Following heavy fighting at Magdhaba and Rafa the casualties rose to over 900 and, by May 1917, after the battle of Gaza, to 1140. Due to the large number of casualties it placed great pressure on the nursing staff. In her report for September 1917, Creal paid tribute to the nurses' selfless devotion to duty, after the first battle of Gaza when some of the nurses worked for eighteen hours at a time. When the hospital moved to Port Said in February 1918, Creal was known for the way she welcomed the injured soldiers as they arrived at the hospital and dedicated herself to their care.
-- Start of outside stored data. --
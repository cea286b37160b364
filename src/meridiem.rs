//! Showtime text to absolute time conversion.
//!
//! Listings only spell out am/pm on some of their times, e.g.
//! `10:00 10:45 11:45pm`. A time without a suffix borrows the suffix of the
//! nearest later time in the same listing that has one.

use std::sync::LazyLock;

use chrono::{DateTime, NaiveDate, Utc};
use regex::Regex;

static TIME_RE: LazyLock<Regex> = LazyLock::new(|| {
    Regex::new(r"([0-9]+):([0-9]{2})\W*(\w*)$").expect("valid showtime regex")
});

fn meridiem_suffix(text: &str) -> Option<String> {
    let tail = text.get(text.len().saturating_sub(2)..)?.to_ascii_lowercase();
    (tail == "am" || tail == "pm").then_some(tail)
}

/// Appends the borrowed am/pm suffix to every entry that lacks one.
///
/// Entries are scanned from last to first; entries with no suffixed time
/// after them are returned unchanged and later parse as 24-hour times.
#[must_use]
pub fn fill_meridiem<S: AsRef<str>>(texts: &[S]) -> Vec<String> {
    let mut filled = vec![String::new(); texts.len()];
    let mut last_suffix = String::new();
    for (index, text) in texts.iter().enumerate().rev() {
        let text = text.as_ref();
        filled[index] = match meridiem_suffix(text) {
            Some(suffix) => {
                last_suffix = suffix;
                text.to_owned()
            }
            None => format!("{text}{last_suffix}"),
        };
    }
    filled
}

/// Parses `<hour>:<minute>[am|pm]` into a UTC timestamp on `date`.
///
/// Returns `None` when there is no `h:mm` pattern or the resulting clock
/// time is out of range.
#[must_use]
pub fn parse_time(text: &str, date: NaiveDate) -> Option<DateTime<Utc>> {
    let caps = TIME_RE.captures(text)?;
    let mut hour: u32 = caps[1].parse().ok()?;
    let minute: u32 = caps[2].parse().ok()?;
    let suffix = caps[3].to_ascii_lowercase();
    if hour > 23 {
        return None;
    }

    if suffix == "pm" && hour != 12 {
        hour += 12;
    } else if suffix == "am" && hour == 12 {
        hour = 0;
    }

    date.and_hms_opt(hour, minute, 0).map(|naive| naive.and_utc())
}

/// Fills missing meridiems and parses every entry. Entries that fail to
/// parse come back as `None` so callers can keep their positions aligned.
#[must_use]
pub fn normalize<S: AsRef<str>>(texts: &[S], date: NaiveDate) -> Vec<Option<DateTime<Utc>>> {
    fill_meridiem(texts)
        .iter()
        .map(|text| parse_time(text, date))
        .collect()
}

#[cfg(test)]
mod tests {
    use super::*;
    use chrono::Timelike;

    fn day() -> NaiveDate {
        NaiveDate::from_ymd_opt(2009, 12, 23).unwrap()
    }

    fn hm(time: DateTime<Utc>) -> (u32, u32) {
        (time.hour(), time.minute())
    }

    #[test]
    fn suffix_propagates_backwards() {
        let filled = fill_meridiem(&["10:00", "10:45", "11:45pm"]);
        assert_eq!(filled, vec!["10:00pm", "10:45pm", "11:45pm"]);
    }

    #[test]
    fn nearest_later_suffix_wins() {
        let filled = fill_meridiem(&["11:30", "11:50am", "1:00", "3:15pm"]);
        assert_eq!(filled, vec!["11:30am", "11:50am", "1:00pm", "3:15pm"]);
    }

    #[test]
    fn trailing_unsuffixed_times_stay_ambiguous() {
        let filled = fill_meridiem(&["1:00pm", "11:30"]);
        assert_eq!(filled, vec!["1:00pm", "11:30"]);
    }

    #[test]
    fn uppercase_suffix_is_recognised() {
        let filled = fill_meridiem(&["7:00", "9:30PM"]);
        assert_eq!(filled, vec!["7:00pm", "9:30PM"]);
    }

    #[test]
    fn filled_times_all_parse_to_pm() {
        let times = normalize(&["10:00", "10:45", "11:45pm"], day());
        let times: Vec<_> = times.into_iter().map(|t| hm(t.unwrap())).collect();
        assert_eq!(times, vec![(22, 0), (22, 45), (23, 45)]);
    }

    #[test]
    fn noon_and_midnight() {
        assert_eq!(hm(parse_time("12:15pm", day()).unwrap()), (12, 15));
        assert_eq!(hm(parse_time("12:15am", day()).unwrap()), (0, 15));
    }

    #[test]
    fn bare_time_is_24_hour() {
        assert_eq!(hm(parse_time("13:45", day()).unwrap()), (13, 45));
        assert_eq!(hm(parse_time("9:05", day()).unwrap()), (9, 5));
    }

    #[test]
    fn parsed_time_is_on_the_given_date_with_zero_seconds() {
        let time = parse_time("4:00pm", day()).unwrap();
        assert_eq!(time.date_naive(), day());
        assert_eq!(time.second(), 0);
    }

    #[test]
    fn meridiem_may_be_separated_by_space() {
        assert_eq!(hm(parse_time("7:30 pm", day()).unwrap()), (19, 30));
    }

    #[test]
    fn rejects_text_without_time() {
        assert!(parse_time("Tickets", day()).is_none());
    }

    #[test]
    fn rejects_hour_too_large_for_meridiem_shift() {
        assert!(parse_time("4294967290:00pm", day()).is_none());
        assert!(parse_time("99999999999:00pm", day()).is_none());
    }

    #[test]
    fn rejects_out_of_range_clock_time() {
        assert!(parse_time("25:00", day()).is_none());
        assert!(parse_time("13:00pm", day()).is_none());
    }
}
H.S. Gullett said "No womanhood has ever presented a richer association of feminine tenderness and shear capacity".

==Awards and recognition==
For her work in Egypt, Creal was awarded the Royal Red Cross (First class) in the 1919 New Year Honours. In August and September 1919 she completed an elocution course and tour of hospitals in England and Scotland "with the view of becoming conversant in the latest methods employed in these countries".

Sydney Hospital established the Rose Creal Medal in her honour; it is the highest award for students of the Lucy Osborn School of Nursing.

Creal Place, in the Canberra suburb of Chisholm, is named in her honour.

==Death==
Creal died at Sydney Hospital on 7 August 1921 from appendicitis. She was accorded a military funeral, one or the largest funerals the city had seen in a long time. Hundreds of people attended the funeral lining the streets outside St James' church. Creal's coffin was mounted on a gun carriage and draped with the Union Jack, with her nurse's cap on top. Burial was at Waverley Cemetery.